Stored data
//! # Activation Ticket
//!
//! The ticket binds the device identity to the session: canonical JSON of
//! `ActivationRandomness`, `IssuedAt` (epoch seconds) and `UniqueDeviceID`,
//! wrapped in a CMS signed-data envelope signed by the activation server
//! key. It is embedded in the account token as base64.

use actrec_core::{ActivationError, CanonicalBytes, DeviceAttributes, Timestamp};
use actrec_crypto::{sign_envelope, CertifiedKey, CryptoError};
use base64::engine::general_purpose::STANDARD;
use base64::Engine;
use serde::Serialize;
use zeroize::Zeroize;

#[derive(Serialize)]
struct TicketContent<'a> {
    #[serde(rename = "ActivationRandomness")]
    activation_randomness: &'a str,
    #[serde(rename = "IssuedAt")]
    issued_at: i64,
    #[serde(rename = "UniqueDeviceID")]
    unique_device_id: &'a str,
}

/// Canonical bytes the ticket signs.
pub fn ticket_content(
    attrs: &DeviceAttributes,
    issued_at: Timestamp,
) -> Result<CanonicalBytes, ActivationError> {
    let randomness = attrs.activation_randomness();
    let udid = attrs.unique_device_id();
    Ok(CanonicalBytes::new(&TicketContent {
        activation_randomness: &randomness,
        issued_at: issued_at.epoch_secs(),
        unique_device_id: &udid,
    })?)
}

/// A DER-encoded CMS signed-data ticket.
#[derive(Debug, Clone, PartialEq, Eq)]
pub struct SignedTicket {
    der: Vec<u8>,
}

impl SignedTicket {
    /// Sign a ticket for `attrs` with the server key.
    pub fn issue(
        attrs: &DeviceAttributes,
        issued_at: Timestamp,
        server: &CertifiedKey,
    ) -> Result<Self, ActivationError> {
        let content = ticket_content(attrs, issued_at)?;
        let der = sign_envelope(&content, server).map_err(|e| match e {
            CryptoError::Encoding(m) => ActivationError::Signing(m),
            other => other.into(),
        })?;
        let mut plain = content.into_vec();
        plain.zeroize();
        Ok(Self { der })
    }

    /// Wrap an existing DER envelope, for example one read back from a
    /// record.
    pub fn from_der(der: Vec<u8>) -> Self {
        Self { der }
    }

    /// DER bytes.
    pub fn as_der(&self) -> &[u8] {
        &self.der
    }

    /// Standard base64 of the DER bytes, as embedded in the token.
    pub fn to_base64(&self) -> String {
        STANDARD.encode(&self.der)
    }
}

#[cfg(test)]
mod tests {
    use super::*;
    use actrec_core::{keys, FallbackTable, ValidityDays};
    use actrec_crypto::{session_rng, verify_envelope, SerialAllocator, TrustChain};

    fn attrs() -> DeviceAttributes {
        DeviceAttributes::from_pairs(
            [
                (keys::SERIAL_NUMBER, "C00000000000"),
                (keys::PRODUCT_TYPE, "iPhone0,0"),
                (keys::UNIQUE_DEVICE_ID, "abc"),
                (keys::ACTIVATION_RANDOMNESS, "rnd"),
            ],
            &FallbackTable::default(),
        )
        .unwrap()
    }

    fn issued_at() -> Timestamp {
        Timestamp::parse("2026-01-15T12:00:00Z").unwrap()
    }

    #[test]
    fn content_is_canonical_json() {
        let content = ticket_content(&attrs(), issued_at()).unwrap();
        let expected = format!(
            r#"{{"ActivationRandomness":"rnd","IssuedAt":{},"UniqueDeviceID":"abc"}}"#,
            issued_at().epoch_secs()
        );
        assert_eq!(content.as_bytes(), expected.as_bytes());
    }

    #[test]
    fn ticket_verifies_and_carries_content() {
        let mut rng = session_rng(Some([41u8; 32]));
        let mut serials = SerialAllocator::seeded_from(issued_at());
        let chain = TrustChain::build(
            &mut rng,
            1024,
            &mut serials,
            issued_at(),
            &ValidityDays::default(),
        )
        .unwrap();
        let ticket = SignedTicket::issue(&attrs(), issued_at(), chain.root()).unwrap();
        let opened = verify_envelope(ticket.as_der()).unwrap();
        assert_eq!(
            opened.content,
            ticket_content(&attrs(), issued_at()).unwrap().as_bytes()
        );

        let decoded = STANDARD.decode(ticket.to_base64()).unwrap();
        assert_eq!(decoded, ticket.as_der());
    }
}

- [Exercise]: Determine how many lines in the records above hold the word "CanonicalBytes", and answer with that number only.

- [Your response]: 3